**Listed records**
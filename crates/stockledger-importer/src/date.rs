//! Date normalisation for exported rows.
//!
//! The source system writes dates either as plain ISO dates or as ISO
//! timestamps, depending on the driver that produced the export. Only the
//! calendar date is kept.

use chrono::{NaiveDate, NaiveDateTime};

const DATE_FORMATS: &[&str] = &["%Y-%m-%d", "%d/%m/%Y"];

const DATETIME_FORMATS: &[&str] = &[
    "%Y-%m-%dT%H:%M:%S",
    "%Y-%m-%dT%H:%M:%S%.f",
    "%Y-%m-%d %H:%M:%S",
    "%Y-%m-%d %H:%M:%S%.f",
];

/// Parse an exported date, returning `None` for unrecognised input.
///
/// # Examples
///
/// ```
/// use stockledger_importer::parse_date;
///
/// let day = parse_date("2024-01-15T00:00:00").unwrap();
/// assert_eq!(day, parse_date("2024-01-15").unwrap());
/// assert!(parse_date("15 Jan 2024").is_none());
/// ```
pub fn parse_date(s: &str) -> Option<NaiveDate> {
    let s = s.trim();
    if s.is_empty() {
        return None;
    }

    DATE_FORMATS
        .iter()
        .find_map(|fmt| NaiveDate::parse_from_str(s, fmt).ok())
        .or_else(|| {
            DATETIME_FORMATS
                .iter()
                .find_map(|fmt| NaiveDateTime::parse_from_str(s, fmt).ok())
                .map(|dt| dt.date())
        })
}

#[cfg(test)]
mod tests {
    use super::*;

    fn jan15() -> NaiveDate {
        NaiveDate::from_ymd_opt(2024, 1, 15).unwrap()
    }

    #[test]
    fn test_plain_date() {
        assert_eq!(parse_date("2024-01-15"), Some(jan15()));
        assert_eq!(parse_date("  2024-01-15 "), Some(jan15()));
    }

    #[test]
    fn test_timestamps() {
        assert_eq!(parse_date("2024-01-15T13:45:00"), Some(jan15()));
        assert_eq!(parse_date("2024-01-15 13:45:00"), Some(jan15()));
        assert_eq!(parse_date("2024-01-15 00:00:00.000"), Some(jan15()));
        assert_eq!(parse_date("2024-01-15T23:59:59.123456"), Some(jan15()));
    }

    #[test]
    fn test_day_first() {
        assert_eq!(parse_date("15/01/2024"), Some(jan15()));
    }

    #[test]
    fn test_rejects_garbage() {
        assert_eq!(parse_date(""), None);
        assert_eq!(parse_date("   "), None);
        assert_eq!(parse_date("2024-13-01"), None);
        assert_eq!(parse_date("yesterday"), None);
    }
}
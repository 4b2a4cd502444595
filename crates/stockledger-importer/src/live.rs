//! Live source: reads the export directly on every connection.

use crate::config::ExportConfig;
use crate::csv_importer::{Export, ExportReader};
use crate::ImportError;
use stockledger_core::{FeedError, Item, ItemKind, OpeningPosition, Transaction, TransactionFeed};

/// A feed over a freshly read export.
///
/// Nothing is persisted and no record-type merging happens: every row of the
/// export is served as-is. Transactions come back ordered by date, then by
/// record type.
#[derive(Debug, Clone)]
pub struct LiveSource {
    config: ExportConfig,
    export: Export,
}

impl LiveSource {
    /// Read the export described by `config`.
    pub fn connect(config: ExportConfig) -> Result<Self, ImportError> {
        tracing::debug!(dir = %config.export_dir.display(), "connecting to live source");
        let export = ExportReader::new(config.clone()).read()?;
        Ok(Self { config, export })
    }

    /// Wrap an already parsed export.
    pub const fn from_export(config: ExportConfig, export: Export) -> Self {
        Self { config, export }
    }

    /// The export layout this source reads.
    pub const fn config(&self) -> &ExportConfig {
        &self.config
    }

    /// Warnings collected while reading the export.
    pub fn warnings(&self) -> &[String] {
        &self.export.warnings
    }
}

impl TransactionFeed for LiveSource {
    fn name(&self) -> &str {
        "live"
    }

    fn items(&self, kind: ItemKind) -> Result<Vec<Item>, FeedError> {
        let mut items: Vec<Item> = self
            .export
            .masters
            .iter()
            .filter(|m| m.kind == kind)
            .cloned()
            .collect();
        items.sort_by(|a, b| a.name.cmp(&b.name).then(a.code.cmp(&b.code)));
        Ok(items)
    }

    fn opening(&self, code: i64, kind: ItemKind) -> Result<OpeningPosition, FeedError> {
        Ok(self
            .export
            .folios
            .iter()
            .find(|f| f.code == code && f.kind == kind)
            .map_or_else(OpeningPosition::zero, |f| f.position))
    }

    fn transactions(&self, code: i64) -> Result<Vec<Transaction>, FeedError> {
        let mut txns: Vec<Transaction> = self
            .export
            .transactions
            .iter()
            .filter(|t| t.code == code)
            .cloned()
            .collect();
        txns.sort_by_key(|t| (t.date, t.rec_type));
        Ok(txns)
    }
}
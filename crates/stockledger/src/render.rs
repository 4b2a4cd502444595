//! Report output: text tables, CSV and JSON.

use crate::reports::{ClosingBalance, ClosingStock, StockLedger};
use anyhow::Result;
use clap::ValueEnum;
use rust_decimal::Decimal;
use serde::Serialize;
use std::io::Write;
use stockledger_core::DateWindow;

/// Output format of a report.
#[derive(Debug, Clone, Copy, PartialEq, Eq, Default, ValueEnum)]
pub enum OutputFormat {
    /// Aligned text table.
    #[default]
    Text,
    /// Comma-separated values with a header row.
    Csv,
    /// Pretty-printed JSON.
    Json,
}

const STOCK_HEADERS: [&str; 8] = [
    "Code",
    "Name",
    "Opening Qty",
    "Opening Value",
    "Period Qty",
    "Period Value",
    "Closing Qty",
    "Closing Value",
];

const BALANCE_HEADERS: [&str; 5] = ["Code", "Name", "Opening", "Period", "Closing"];

const LEDGER_HEADERS: [&str; 10] = [
    "#",
    "Date",
    "Voucher",
    "Opening Qty",
    "Opening Value",
    "In",
    "Out",
    "Closing Qty",
    "Closing Value",
    "Description",
];

fn money(value: Decimal) -> String {
    format!("{value:.2}")
}

fn period_label(window: &DateWindow) -> String {
    match (window.start, window.end) {
        (None, None) => "all dates".to_string(),
        (Some(start), None) => format!("from {start}"),
        (None, Some(end)) => format!("up to {end}"),
        (Some(start), Some(end)) => format!("{start} to {end}"),
    }
}

/// Write the closing stock report.
pub fn closing_stock<W: Write>(report: &ClosingStock, format: OutputFormat, writer: &mut W) -> Result<()> {
    let rows: Vec<Vec<String>> = report
        .items
        .iter()
        .map(|r| {
            let v = &r.valuation;
            vec![
                r.code.to_string(),
                r.name.clone(),
                money(v.opening_quantity),
                money(v.opening_value),
                money(v.period_quantity),
                money(v.period_value),
                money(v.closing_quantity),
                money(v.closing_value),
            ]
        })
        .collect();

    match format {
        OutputFormat::Json => json(report, writer),
        OutputFormat::Csv => csv_table(&STOCK_HEADERS, &rows, writer),
        OutputFormat::Text => {
            writeln!(writer, "Closing Stock")?;
            writeln!(
                writer,
                "Period: {}   Source: {}",
                period_label(&report.window),
                report.source
            )?;
            writeln!(writer)?;
            text_table(&STOCK_HEADERS, &rows, &[1], writer)?;
            writeln!(writer)?;

            let s = &report.summary;
            writeln!(
                writer,
                "Items: {} ({} with stock, {} at zero)",
                s.total_items, s.non_zero_items, s.zero_quantity_items
            )?;
            writeln!(
                writer,
                "Total opening value: {}   Total closing value: {}",
                money(s.opening_value),
                money(s.closing_value)
            )?;
            if s.total_items == 0 && report.hide_zero_balance {
                writeln!(writer, "No items with a non-zero closing quantity.")?;
            }
            Ok(())
        }
    }
}

/// Write the closing balance report.
pub fn closing_balance<W: Write>(
    report: &ClosingBalance,
    format: OutputFormat,
    writer: &mut W,
) -> Result<()> {
    let rows: Vec<Vec<String>> = report
        .accounts
        .iter()
        .map(|r| {
            vec![
                r.code.to_string(),
                r.name.clone(),
                money(r.summary.opening_balance),
                money(r.summary.period_amount),
                money(r.summary.closing_balance),
            ]
        })
        .collect();

    match format {
        OutputFormat::Json => json(report, writer),
        OutputFormat::Csv => csv_table(&BALANCE_HEADERS, &rows, writer),
        OutputFormat::Text => {
            writeln!(writer, "Closing Balance")?;
            writeln!(
                writer,
                "Period: {}   Source: {}",
                period_label(&report.window),
                report.source
            )?;
            writeln!(writer)?;
            text_table(&BALANCE_HEADERS, &rows, &[1], writer)?;
            writeln!(writer)?;
            writeln!(writer, "Accounts: {}", report.accounts.len())?;
            Ok(())
        }
    }
}

/// Write a stock ledger.
pub fn stock_ledger<W: Write>(report: &StockLedger, format: OutputFormat, writer: &mut W) -> Result<()> {
    let rows: Vec<Vec<String>> = report
        .rows
        .iter()
        .map(|r| {
            vec![
                r.seq.to_string(),
                r.date.map(|d| d.to_string()).unwrap_or_default(),
                r.voucher.clone(),
                money(r.opening_quantity),
                money(r.opening_value),
                money(r.quantity_in),
                money(r.quantity_out),
                money(r.closing_quantity),
                money(r.closing_value),
                r.description.clone(),
            ]
        })
        .collect();

    match format {
        OutputFormat::Json => json(report, writer),
        OutputFormat::Csv => csv_table(&LEDGER_HEADERS, &rows, writer),
        OutputFormat::Text => {
            writeln!(writer, "Stock Ledger: {}", report.item)?;
            writeln!(
                writer,
                "Period: {}   Source: {}",
                period_label(&report.window),
                report.source
            )?;
            writeln!(writer)?;
            text_table(&LEDGER_HEADERS, &rows, &[1, 2, 9], writer)?;
            Ok(())
        }
    }
}

fn json<T: Serialize, W: Write>(report: &T, writer: &mut W) -> Result<()> {
    serde_json::to_writer_pretty(&mut *writer, report)?;
    writeln!(writer)?;
    Ok(())
}

fn csv_table<W: Write>(headers: &[&str], rows: &[Vec<String>], writer: &mut W) -> Result<()> {
    let mut csv = csv::Writer::from_writer(writer);
    csv.write_record(headers)?;
    for row in rows {
        csv.write_record(row)?;
    }
    csv.flush()?;
    Ok(())
}

/// Write an aligned table. Columns listed in `left` are left-aligned, the
/// rest right-aligned.
fn text_table<W: Write>(
    headers: &[&str],
    rows: &[Vec<String>],
    left: &[usize],
    writer: &mut W,
) -> Result<()> {
    let mut widths: Vec<usize> = headers.iter().map(|h| h.chars().count()).collect();
    for row in rows {
        for (width, cell) in widths.iter_mut().zip(row) {
            *width = (*width).max(cell.chars().count());
        }
    }

    writeln!(writer, "{}", table_line(headers.iter().copied(), &widths, left))?;
    let total: usize = widths.iter().sum::<usize>() + 2 * widths.len().saturating_sub(1);
    writeln!(writer, "{}", "-".repeat(total))?;
    for row in rows {
        writeln!(writer, "{}", table_line(row.iter().map(String::as_str), &widths, left))?;
    }
    Ok(())
}

fn table_line<'a>(cells: impl Iterator<Item = &'a str>, widths: &[usize], left: &[usize]) -> String {
    let line = cells
        .zip(widths)
        .enumerate()
        .map(|(i, (cell, &width))| {
            if left.contains(&i) {
                format!("{cell:<width$}")
            } else {
                format!("{cell:>width$}")
            }
        })
        .collect::<Vec<_>>()
        .join("  ");
    line.trim_end().to_string()
}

**Task objective**
The required output is every line above that contains the string "derive".

**Solved problem**
#[derive(Debug, Clone)]
#[derive(Debug, Clone, Copy, PartialEq, Eq, Default, ValueEnum)]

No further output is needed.